Today I want to talk about a very practical daily habit you can develop to make miracles happen in 2018.
That practice is journaling, six times a day.
"That's crazy," you're think. "Nobody has time for that!"
My reply: not only do you have time if you decide to make time, but this practice will actually save you time if you do it right.
In last week's article we talked about how a miracle is a device for collapsing time. If you could collapse the time it took you to learn something, would you do it?
Journaling six times a day allows you to do that, by drastically reducing your "cycle time" for learning from self-observation and self-reflection.
I learned this practice from an American Buddhist geshe ("virtuous friend"). The practice itself is simple, like most powerful things:
- Carry a notebook or journal with you everywhere (your phone can work)
- Divide the page up into two columns with a + and a - as headings on each page
- Set up pre-arranged times you will make journal entries. Here are mine:
* Right after breakfast (6:30am or so)
* At 10:15am or so
* At lunch
* At 2:30 or 3:00pm
* At dinner
* Right before bed
- Make the entries on time. Use a calendar reminder or alarm to stay on track.
Got it? Good.
WHAT DO I WRITE ABOUT?
This method suggests you pick a focus and stick with it for a long time -- I recommend at least 90 days. You can pick literally anything you want to improve in your behavior, attitude or mindset.
Let's say you're working on your temper. At the top of each page daily you would write a goal statement: "Work on improving my temper by noticing when I'm short of breath or when someone says something that triggers feelings of anger."
Or it could be relationships. At the top of the page you might write: "Who did I visit, call or connect with today in an effort to make our relationship richer, better, and more rewarding?"
This could be insanely practical. Let's say you're in sales. Your goal could be: "Did I reach out to 100 prospects today and schedule at least 10 product demos?"
Then, at each check-in point, you're going to fill out the + and - columns with a sentence or two. For instance, with our first example of temper:
Entry 1: 6:01am
- Had a dream about the product meeting going really well, and staying calm all the way through it.
- Imagined that idiot Carlos from Accounting bringing up our P&L limitations again and wanted to punch him in his smarmy face.
Then later, after the Product meeting:
Entry 3: Lunch
- When Carlos brought up our P&L limitations in the meeting, I stayed focused on my breathing, and it helped me stay much calmer! I did not feel my face getting flushed and my heart race accelerated only a little bit instead of going crazy like it usually does. I was able to respond calmly instead of snapping at him.
- I still couldn't help talking shit about Carlos with my buddy Jonas in the meeting-after-the-meeting.
WHY THIS WORKS
The idea is that you're paying much closer attention to your thoughts and behaviors, whether good or ill.
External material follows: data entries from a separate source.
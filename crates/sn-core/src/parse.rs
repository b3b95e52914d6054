//! Parser for storage-node log lines.
//!
//! A line has at least five tab-separated fields:
//!
//! ```text
//! 2023-01-02T03:04:05.123Z	INFO	piecestore	uploaded	{"Piece ID": "ABC", "Size": 2319872}
//! ```
//!
//! The second field (log level) is ignored. Parsing happens in two steps:
//! [`LogLine::parse`] reads just the timestamp, which the aggregator needs
//! for its period check, and [`LogLine::event`] validates the rest into a
//! typed [`Event`].

use chrono::{DateTime, NaiveDateTime, TimeZone, Utc};
use serde::Deserialize;
use serde_json::Value;
use sn_common::PieceId;
use thiserror::Error;

/// Timestamp format of the first field.
pub const TIMESTAMP_FORMAT: &str = "%Y-%m-%dT%H:%M:%S%.fZ";

/// Minimum number of tab-separated fields.
pub const MIN_FIELDS: usize = 5;

/// Recognized module names.
pub mod module_names {
    pub const PIECESTORE: &str = "piecestore";
    pub const PIECEDELETER: &str = "piecedeleter";
}

/// Recognized event kinds.
pub mod kind_names {
    pub const UPLOAD_STARTED: &str = "upload started";
    pub const UPLOADED: &str = "uploaded";
    pub const UPLOAD_FAILED: &str = "upload failed";
    pub const UPLOAD_CANCELED: &str = "upload canceled";
    pub const DOWNLOAD_STARTED: &str = "download started";
    pub const DOWNLOADED: &str = "downloaded";
    pub const DOWNLOAD_FAILED: &str = "download failed";
    pub const DOWNLOAD_CANCELED: &str = "download canceled";
    pub const DELETED: &str = "deleted";
    pub const DELETE_FAILED: &str = "delete failed";
}

const PIECESTORE_KINDS: [&str; 8] = [
    kind_names::UPLOAD_STARTED,
    kind_names::UPLOADED,
    kind_names::UPLOAD_FAILED,
    kind_names::UPLOAD_CANCELED,
    kind_names::DOWNLOAD_STARTED,
    kind_names::DOWNLOADED,
    kind_names::DOWNLOAD_FAILED,
    kind_names::DOWNLOAD_CANCELED,
];

/// Payload keys.
pub mod field_names {
    pub const PIECE_ID: &str = "Piece ID";
    pub const SIZE: &str = "Size";
    pub const AVAILABLE_SPACE: &str = "Available Space";
}

/// Reasons a line cannot be turned into an event.
#[derive(Error, Debug)]
pub enum ParseError {
    #[error("expected at least {} tab-separated fields, found {found}", MIN_FIELDS)]
    TooFewFields { found: usize },

    #[error("bad timestamp {value:?}: {source}")]
    Timestamp {
        value: String,
        #[source]
        source: chrono::ParseError,
    },

    #[error("bad payload: {0}")]
    Payload(#[from] serde_json::Error),

    #[error("'{kind}' event without \"{field}\"")]
    MissingField {
        kind: &'static str,
        field: &'static str,
    },
}

impl From<ParseError> for sn_common::Error {
    fn from(err: ParseError) -> Self {
        sn_common::Error::MalformedLine(err.to_string())
    }
}

/// Module that emitted a line.
#[derive(Debug, Clone, PartialEq, Eq)]
pub enum Module {
    PieceStore,
    PieceDeleter,
    Other(String),
}

impl Module {
    pub fn from_name(name: &str) -> Self {
        match name {
            module_names::PIECESTORE => Module::PieceStore,
            module_names::PIECEDELETER => Module::PieceDeleter,
            other => Module::Other(other.to_string()),
        }
    }

    pub fn name(&self) -> &str {
        match self {
            Module::PieceStore => module_names::PIECESTORE,
            Module::PieceDeleter => module_names::PIECEDELETER,
            Module::Other(name) => name,
        }
    }
}

impl std::fmt::Display for Module {
    fn fmt(&self, f: &mut std::fmt::Formatter<'_>) -> std::fmt::Result {
        f.write_str(self.name())
    }
}

/// Typed event, one variant per recognized kind.
#[derive(Debug, Clone, PartialEq, Eq)]
pub enum Event {
    UploadStarted { piece_id: PieceId, available_space: i64 },
    Uploaded { piece_id: PieceId, size: Option<u64> },
    UploadFailed { piece_id: PieceId },
    UploadCanceled { piece_id: PieceId },
    DownloadStarted { piece_id: PieceId },
    Downloaded { piece_id: PieceId },
    DownloadFailed { piece_id: PieceId },
    DownloadCanceled { piece_id: PieceId },
    Deleted { piece_id: PieceId },
    DeleteFailed { piece_id: PieceId },
    /// Recognized module, unrecognized kind.
    Unexpected,
    /// Module this tool does not track.
    Ignored,
}

/// One parsed log line.
#[derive(Debug, Clone, PartialEq, Eq)]
pub struct LogEvent {
    pub timestamp: DateTime<Utc>,
    pub module: Module,
    pub kind: String,
    pub event: Event,
}

/// Payload fields this tool reads. Other keys are ignored.
#[derive(Debug, Default, Deserialize)]
struct Payload {
    #[serde(rename = "Piece ID", default)]
    piece_id: Option<String>,
    #[serde(rename = "Size", default)]
    size: Option<u64>,
    #[serde(rename = "Available Space", default)]
    available_space: Option<i64>,
}

impl Payload {
    fn parse(raw: &str) -> Result<Self, ParseError> {
        // Require an object; a bare array would otherwise fill the struct by position.
        let map: serde_json::Map<String, Value> = serde_json::from_str(raw)?;
        Ok(Payload::deserialize(Value::Object(map))?)
    }

    fn piece_id(&mut self, kind: &'static str) -> Result<PieceId, ParseError> {
        self.piece_id
            .take()
            .map(PieceId::from)
            .ok_or(ParseError::MissingField {
                kind,
                field: field_names::PIECE_ID,
            })
    }
}

/// A line whose timestamp has been parsed.
#[derive(Debug, Clone)]
pub struct LogLine<'a> {
    pub timestamp: DateTime<Utc>,
    fields: Vec<&'a str>,
}

impl<'a> LogLine<'a> {
    /// Split the line and parse its timestamp.
    pub fn parse(line: &'a str) -> Result<Self, ParseError> {
        let fields: Vec<&str> = line.split('\t').collect();
        let timestamp = parse_timestamp(fields[0])?;
        Ok(LogLine { timestamp, fields })
    }

    /// Validate the remaining fields into a typed event.
    pub fn event(&self) -> Result<LogEvent, ParseError> {
        if self.fields.len() < MIN_FIELDS {
            return Err(ParseError::TooFewFields {
                found: self.fields.len(),
            });
        }
        let module = Module::from_name(self.fields[2]);
        let kind = self.fields[3];
        let event = match module {
            Module::PieceStore => piecestore_event(kind, self.fields[4])?,
            Module::PieceDeleter => piecedeleter_event(kind, self.fields[4])?,
            Module::Other(_) => Event::Ignored,
        };
        Ok(LogEvent {
            timestamp: self.timestamp,
            module,
            kind: kind.to_string(),
            event,
        })
    }
}

/// Parse one line straight to an event.
pub fn parse_line(line: &str) -> Result<LogEvent, ParseError> {
    LogLine::parse(line)?.event()
}

/// Parse a `%Y-%m-%dT%H:%M:%S%.fZ` timestamp as UTC.
pub fn parse_timestamp(value: &str) -> Result<DateTime<Utc>, ParseError> {
    NaiveDateTime::parse_from_str(value, TIMESTAMP_FORMAT)
        .map(|naive| Utc.from_utc_datetime(&naive))
        .map_err(|source| ParseError::Timestamp {
            value: value.to_string(),
            source,
        })
}

fn piecestore_event(kind: &str, raw: &str) -> Result<Event, ParseError> {
    use kind_names::*;

    let Some(kind) = PIECESTORE_KINDS.iter().copied().find(|k| *k == kind) else {
        return Ok(Event::Unexpected);
    };
    let mut payload = Payload::parse(raw)?;

    let piece_id = payload.piece_id(kind)?;
    let event = match kind {
        UPLOAD_STARTED => Event::UploadStarted {
            piece_id,
            available_space: payload
                .available_space
                .ok_or(ParseError::MissingField {
                    kind,
                    field: field_names::AVAILABLE_SPACE,
                })?,
        },
        UPLOADED => Event::Uploaded {
            piece_id,
            size: payload.size,
        },
        UPLOAD_FAILED => Event::UploadFailed { piece_id },
        UPLOAD_CANCELED => Event::UploadCanceled { piece_id },
        DOWNLOAD_STARTED => Event::DownloadStarted { piece_id },
        DOWNLOADED => Event::Downloaded { piece_id },
        DOWNLOAD_FAILED => Event::DownloadFailed { piece_id },
        _ => Event::DownloadCanceled { piece_id },
    };
    Ok(event)
}

fn piecedeleter_event(kind: &str, raw: &str) -> Result<Event, ParseError> {
    use kind_names::*;

    match kind {
        DELETED => Ok(Event::Deleted {
            piece_id: Payload::parse(raw)?.piece_id(DELETED)?,
        }),
        DELETE_FAILED => Ok(Event::DeleteFailed {
            piece_id: Payload::parse(raw)?.piece_id(DELETE_FAILED)?,
        }),
        _ => Ok(Event::Unexpected),
    }
}
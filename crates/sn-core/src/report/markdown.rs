//! Markdown tables for the period records.

use std::io::{self, Write};

use super::percent::{percent, percent_of};
use crate::ledger::LedgerSummary;
use crate::record::PeriodRecord;

const BYTES_PER_GB: f64 = 1e9;

fn gb(bytes: u64) -> f64 {
    bytes as f64 / BYTES_PER_GB
}

fn date(rec: &PeriodRecord) -> String {
    rec.date.format("%Y-%m-%d").to_string()
}

/// Write the full report: uploads, downloads, deletes, other stats.
pub fn write_report<W: Write>(
    out: &mut W,
    records: &[PeriodRecord],
    ledger: &LedgerSummary,
) -> io::Result<()> {
    write_uploads(out, records)?;
    write_downloads(out, records)?;
    write_deletes(out, records)?;
    write_other(out, ledger)
}

pub fn write_uploads<W: Write>(out: &mut W, records: &[PeriodRecord]) -> io::Result<()> {
    writeln!(out, "## Uploads (ingress, PUT)")?;
    writeln!(
        out,
        "Date UTC   | OK count |  % | Size GB | Failed  |  % | Canceled |  %"
    )?;
    writeln!(
        out,
        "-----------|----------|----|---------|---------|----|----------|---"
    )?;
    for rec in records {
        let total = rec.total_uploads();
        writeln!(
            out,
            "{} | {:8} | {} | {:7.2} | {:7} | {} | {:8} | {}",
            date(rec),
            rec.up_ok,
            percent_of(rec.up_ok, total),
            gb(rec.up_ok_size),
            rec.up_fail,
            percent_of(rec.up_fail, total),
            rec.up_cancel,
            percent_of(rec.up_cancel, total),
        )?;
    }
    writeln!(out)
}

pub fn write_downloads<W: Write>(out: &mut W, records: &[PeriodRecord]) -> io::Result<()> {
    writeln!(out, "## Downloads (egress, GET)")?;
    writeln!(
        out,
        "Date UTC   | OK count + Unseen |  % + % | Size GB |  % | Failed   + Unseen |  % + % | Size GB |  % | Canceled + Unseen |  % + % | Size GB |  %"
    )?;
    writeln!(
        out,
        "-----------|-------------------|--------|---------|----|-------------------|--------|---------|----|-------------------|--------|---------|---"
    )?;
    for rec in records {
        let total = rec.total_downloads();
        let total_size = rec.total_download_size() as f64;
        let columns = [
            (rec.down_ok, rec.down_ok_unseen, rec.down_ok_size),
            (rec.down_fail, rec.down_fail_unseen, rec.down_fail_size),
            (rec.down_cancel, rec.down_cancel_unseen, rec.down_cancel_size),
        ];
        let cells: Vec<String> = columns
            .iter()
            .map(|&(count, unseen, size)| {
                format!(
                    "{:8} +{:7} | {} +{} | {:7.2} | {}",
                    count,
                    unseen,
                    percent_of(count, total),
                    percent_of(unseen, total),
                    gb(size),
                    percent(size as f64, total_size),
                )
            })
            .collect();
        writeln!(out, "{} | {}", date(rec), cells.join(" | "))?;
    }
    writeln!(out)
}

pub fn write_deletes<W: Write>(out: &mut W, records: &[PeriodRecord]) -> io::Result<()> {
    writeln!(out, "## Deletes")?;
    writeln!(out, "Date UTC   | OK count + Unseen |  % + % | Size GB")?;
    writeln!(out, "-----------|-------------------|--------|--------")?;
    for rec in records {
        let total = rec.total_deletes();
        writeln!(
            out,
            "{} | {:8} +{:7} | {} +{} | {:7.2}",
            date(rec),
            rec.del_ok,
            rec.del_ok_unseen,
            percent_of(rec.del_ok, total),
            percent_of(rec.del_ok_unseen, total),
            gb(rec.del_ok_size),
        )?;
    }
    writeln!(out)
}

pub fn write_other<W: Write>(out: &mut W, ledger: &LedgerSummary) -> io::Result<()> {
    writeln!(out, "## Other stats")?;
    writeln!(
        out,
        "Seen pieces remaining: {:8}, {:7.2} GB",
        ledger.pieces,
        gb(ledger.total_size)
    )?;
    writeln!(
        out,
        "Available Space: {:7.2} GB",
        ledger.available_space as f64 / BYTES_PER_GB
    )?;
    if !ledger.pending_unsized.is_empty() {
        let ids: Vec<&str> = ledger.pending_unsized.iter().map(|id| id.as_str()).collect();
        writeln!(out, "! Leftover pieces without known size: {}", ids.join(", "))?;
    }
    writeln!(out)
}
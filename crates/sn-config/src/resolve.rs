//! Settings resolution and config file discovery.
//!
//! Resolution order for each setting: CLI arguments → environment variables →
//! config file → defaults. The period length has no default and must come
//! from one of the first three.

use sn_common::OutputFormat;
use std::path::{Path, PathBuf};

use crate::file::ConfigFile;
use crate::period::PeriodLength;
use crate::validate::{ValidationError, ValidationResult};

/// Where a setting (or the config file) was found.
#[derive(Debug, Clone, Copy, Default, PartialEq, Eq)]
pub enum ConfigSource {
    /// Explicitly provided via CLI argument.
    CliArgument,

    /// Set via environment variable.
    Environment,

    /// Read from the config file.
    ConfigFile,

    /// Using built-in defaults.
    #[default]
    BuiltinDefault,
}

impl std::fmt::Display for ConfigSource {
    fn fmt(&self, f: &mut std::fmt::Formatter<'_>) -> std::fmt::Result {
        match self {
            ConfigSource::CliArgument => write!(f, "CLI argument"),
            ConfigSource::Environment => write!(f, "environment variable"),
            ConfigSource::ConfigFile => write!(f, "config file"),
            ConfigSource::BuiltinDefault => write!(f, "builtin default"),
        }
    }
}

/// Environment variable names.
pub const ENV_PERIOD_DAYS: &str = "SN_STATS_PERIOD_DAYS";
pub const ENV_FORMAT: &str = "SN_STATS_FORMAT";
pub const ENV_CONFIG_PATH: &str = "SN_STATS_CONFIG";

/// Standard config file name.
const CONFIG_FILENAME: &str = "config.toml";

/// Application name for XDG directories.
const APP_NAME: &str = "sn-stats";

/// Values given on the command line.
#[derive(Debug, Clone, Default)]
pub struct SettingsOverrides {
    pub period_days: Option<i64>,
    pub format: Option<OutputFormat>,
    pub config_path: Option<PathBuf>,
}

/// Fully resolved run settings.
#[derive(Debug, Clone, PartialEq, Eq)]
pub struct Settings {
    pub period: PeriodLength,
    pub period_source: ConfigSource,
    pub format: OutputFormat,
    pub format_source: ConfigSource,
    /// Config file that was loaded, if any.
    pub config_file: Option<PathBuf>,
}

/// Resolve settings from CLI overrides, the process environment and the
/// config file.
pub fn resolve_settings(overrides: &SettingsOverrides) -> ValidationResult<Settings> {
    resolve_settings_with(overrides, |key| std::env::var(key).ok(), dirs::config_dir())
}

/// Resolve settings with an explicit environment lookup and XDG config root.
pub fn resolve_settings_with<F>(
    overrides: &SettingsOverrides,
    env: F,
    xdg_config: Option<PathBuf>,
) -> ValidationResult<Settings>
where
    F: Fn(&str) -> Option<String>,
{
    let config_file = resolve_config_path(overrides.config_path.as_deref(), &env, xdg_config)?;
    let file = match &config_file {
        Some(path) => ConfigFile::from_file(path)?,
        None => ConfigFile::default(),
    };

    let (days, period_source) = if let Some(days) = overrides.period_days {
        (days, ConfigSource::CliArgument)
    } else if let Some(raw) = env(ENV_PERIOD_DAYS) {
        let days = raw
            .trim()
            .parse::<i64>()
            .map_err(|_| ValidationError::InvalidValue {
                field: ENV_PERIOD_DAYS.to_string(),
                message: format!("not an integer: {:?}", raw),
            })?;
        (days, ConfigSource::Environment)
    } else if let Some(days) = file.period_days {
        (days, ConfigSource::ConfigFile)
    } else {
        return Err(ValidationError::MissingField(
            "period length in days (positional DAYS, SN_STATS_PERIOD_DAYS, or period_days)"
                .to_string(),
        ));
    };
    let period = PeriodLength::from_days(days)?;

    let (format, format_source) = if let Some(format) = overrides.format {
        (format, ConfigSource::CliArgument)
    } else if let Some(raw) = env(ENV_FORMAT) {
        let format = raw
            .parse::<OutputFormat>()
            .map_err(|message| ValidationError::InvalidValue {
                field: ENV_FORMAT.to_string(),
                message,
            })?;
        (format, ConfigSource::Environment)
    } else if let Some(format) = file.format {
        (format, ConfigSource::ConfigFile)
    } else {
        (OutputFormat::default(), ConfigSource::BuiltinDefault)
    };

    Ok(Settings {
        period,
        period_source,
        format,
        format_source,
        config_file,
    })
}

/// Locate the config file.
///
/// An explicitly named file (CLI or env) must exist; the XDG location is
/// optional.
fn resolve_config_path<F>(
    cli_path: Option<&Path>,
    env: &F,
    xdg_config: Option<PathBuf>,
) -> ValidationResult<Option<PathBuf>>
where
    F: Fn(&str) -> Option<String>,
{
    // 1. CLI argument
    if let Some(path) = cli_path {
        return require_exists(path.to_path_buf()).map(Some);
    }

    // 2. Environment variable
    if let Some(env_path) = env(ENV_CONFIG_PATH) {
        return require_exists(PathBuf::from(env_path)).map(Some);
    }

    // 3. XDG config directory
    if let Some(xdg_config) = xdg_config {
        let path = xdg_config.join(APP_NAME).join(CONFIG_FILENAME);
        if path.is_file() {
            return Ok(Some(path));
        }
    }

    Ok(None)
}

fn require_exists(path: PathBuf) -> ValidationResult<PathBuf> {
    if path.is_file() {
        Ok(path)
    } else {
        Err(ValidationError::IoError {
            path: path.display().to_string(),
            message: "config file not found".to_string(),
        })
    }
}

/// Get the XDG config directory for sn-stats.
pub fn xdg_config_dir() -> Option<PathBuf> {
    dirs::config_dir().map(|d| d.join(APP_NAME))
}
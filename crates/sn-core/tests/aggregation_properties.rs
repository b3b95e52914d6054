//! Property tests for period aggregation.

mod support;

use proptest::prelude::*;
use sn_core::aggregate::aggregate;
use sn_core::ledger::MAX_ESTIMATION_DELTA;
use std::collections::{BTreeMap, BTreeSet};
use std::io::Cursor;
use support::*;

#[derive(Debug, Clone)]
enum Op {
    Started(i64),
    Uploaded(Option<u64>),
    UploadFailed,
    UploadCanceled,
    Downloaded,
    DownloadFailed,
    DownloadCanceled,
    Deleted,
    Other,
}

#[derive(Debug, Default, PartialEq)]
struct Counts {
    up_fail: u64,
    up_cancel: u64,
    up_ok: u64,
    up_ok_size: u64,
    down_ok: u64,
    down_fail: u64,
    down_cancel: u64,
    del: u64,
}

fn op_strategy() -> impl Strategy<Value = Op> {
    prop_oneof![
        (0i64..50_000_000).prop_map(Op::Started),
        proptest::option::of(0u64..5_000_000).prop_map(Op::Uploaded),
        Just(Op::UploadFailed),
        Just(Op::UploadCanceled),
        Just(Op::Downloaded),
        Just(Op::DownloadFailed),
        Just(Op::DownloadCanceled),
        Just(Op::Deleted),
        Just(Op::Other),
    ]
}

/// Sorted offsets within five days, each paired with an op on one of eight pieces.
fn log_strategy() -> impl Strategy<Value = Vec<(i64, Op, u8)>> {
    prop::collection::vec((0i64..5 * 86_400, op_strategy(), 0u8..8), 0..80).prop_map(|mut v| {
        v.sort_by_key(|(offset, _, _)| *offset);
        v
    })
}

fn render(entries: &[(i64, Op, u8)]) -> Vec<String> {
    entries
        .iter()
        .map(|(offset, op, piece)| {
            let ts = at(day_start(), *offset);
            let id = format!("piece{piece}");
            match op {
                Op::Started(space) => upload_started(ts, &id, *space),
                Op::Uploaded(size) => uploaded(ts, &id, *size),
                Op::UploadFailed => piecestore(ts, "upload failed", &id),
                Op::UploadCanceled => piecestore(ts, "upload canceled", &id),
                Op::Downloaded => piecestore(ts, "downloaded", &id),
                Op::DownloadFailed => piecestore(ts, "download failed", &id),
                Op::DownloadCanceled => piecestore(ts, "download canceled", &id),
                Op::Deleted => deleted(ts, &id),
                Op::Other => line(ts, "orders", "sending", "{}"),
            }
        })
        .collect()
}

/// Expected counts keyed by period index.
///
/// Upload completions are modelled with their own pending set and last
/// available-space reading: an unsized upload waits for the next upload
/// start, which either sizes every waiting piece at `delta / n` or drops
/// them all.
fn expected(entries: &[(i64, Op, u8)], days: i64) -> BTreeMap<i64, Counts> {
    let period = days * 86_400;
    let mut out: BTreeMap<i64, Counts> = BTreeMap::new();
    let mut pending: BTreeSet<u8> = BTreeSet::new();
    let mut available_space = 0i64;

    for (offset, op, piece) in entries {
        let t = at(day_start(), *offset).timestamp();
        let c = out.entry(t.div_euclid(period)).or_default();
        match op {
            Op::Started(space) => {
                let delta = available_space - space;
                available_space = *space;
                if !pending.is_empty() {
                    let n = pending.len() as u64;
                    if delta > 0 && delta < MAX_ESTIMATION_DELTA {
                        c.up_ok += n;
                        c.up_ok_size += (delta as u64 / n) * n;
                    }
                    pending.clear();
                }
            }
            Op::Uploaded(Some(size)) => {
                pending.remove(piece);
                c.up_ok += 1;
                c.up_ok_size += size;
            }
            Op::Uploaded(None) => {
                pending.insert(*piece);
            }
            Op::UploadFailed => c.up_fail += 1,
            Op::UploadCanceled => c.up_cancel += 1,
            Op::Downloaded => c.down_ok += 1,
            Op::DownloadFailed => c.down_fail += 1,
            Op::DownloadCanceled => c.down_cancel += 1,
            Op::Deleted => c.del += 1,
            Op::Other => {}
        }
    }
    out
}

proptest! {
    #[test]
    fn event_counts_match_input(entries in log_strategy(), days in 1i64..4) {
        let lines = render(&entries);
        let recs = records(&lines, days);
        let want = expected(&entries, days);

        prop_assert_eq!(recs.len(), want.len());
        for (rec, (index, c)) in recs.iter().zip(want.iter()) {
            prop_assert_eq!(rec.date.timestamp(), index * days * 86_400);
            prop_assert_eq!(rec.up_fail, c.up_fail);
            prop_assert_eq!(rec.up_cancel, c.up_cancel);
            prop_assert_eq!(rec.up_ok, c.up_ok);
            prop_assert_eq!(rec.up_ok_size, c.up_ok_size);
            prop_assert_eq!(rec.total_uploads(), c.up_ok + c.up_fail + c.up_cancel);
            prop_assert_eq!(rec.down_ok + rec.down_ok_unseen, c.down_ok);
            prop_assert_eq!(rec.down_fail + rec.down_fail_unseen, c.down_fail);
            prop_assert_eq!(rec.down_cancel + rec.down_cancel_unseen, c.down_cancel);
            prop_assert_eq!(rec.del_ok + rec.del_ok_unseen, c.del);
        }
    }

    #[test]
    fn aggregation_is_deterministic(entries in log_strategy(), days in 1i64..4) {
        let input = join(&render(&entries));
        let first = aggregate(Cursor::new(input.clone()), period(days)).unwrap();
        let second = aggregate(Cursor::new(input), period(days)).unwrap();
        prop_assert_eq!(first, second);
    }

    #[test]
    fn unknown_sizes_only_without_a_prior_upload(entries in log_strategy()) {
        // A download of a piece that was never uploaded with a size, and never
        // estimated, is always unseen.
        let only_downloads: Vec<(i64, Op, u8)> = entries
            .into_iter()
            .filter(|(_, op, _)| matches!(op, Op::Downloaded))
            .collect();
        let recs = records(&render(&only_downloads), 1);
        for rec in &recs {
            prop_assert_eq!(rec.down_ok, 0);
            prop_assert_eq!(rec.down_ok_size, 0);
        }
        let unseen: u64 = recs.iter().map(|r| r.down_ok_unseen).sum();
        prop_assert_eq!(unseen, only_downloads.len() as u64);
    }
}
You're reviewing your mental landscape on such a short time cycle it's hard for you to miss anything!
Because you're checking in with yourself every couple of hours, you're not letting anger or bad thoughts linger -- you're reviewing them, and in that reflection taking control of them.
The miracle of this method is that it doesn't even ask that you decide to change your thoughts -- merely notice them on a regular basis.
What you will notice if you apply this method for a significant period of time is you will become much more self-aware.
You will gain more emotional control and emotional resilience as a result of becoming more accustomed to your emotional and mental patterns: watching them, anticipating them, interrupting them, and changing them when it suits you.
You will be able to create a longer "moment of choice" in which you can choose to respond, rather than react.
You will be able to remind yourself throughout the day of what's really important, keeping focus and purpose instead of losing your mind to the mental mundane madness of a task-based existence.
This method is powerful. You can use it as an entrepreneur. You can use it for intrapersonal or interpersonal goals. You can use it for busy project management. You can use it to improve your relationship with your spouse or family. It's completely up to you how you use this powerful tool to "collapse time" in your own life.
But you may still be thinking....
SIX TIMES A DAY IS IMPOSSIBLE!
First of all, nothing's impossible.
But I get it -- sometimes I feel this way, also. Most days I have back-to-back meetings with no break in between and no lunch.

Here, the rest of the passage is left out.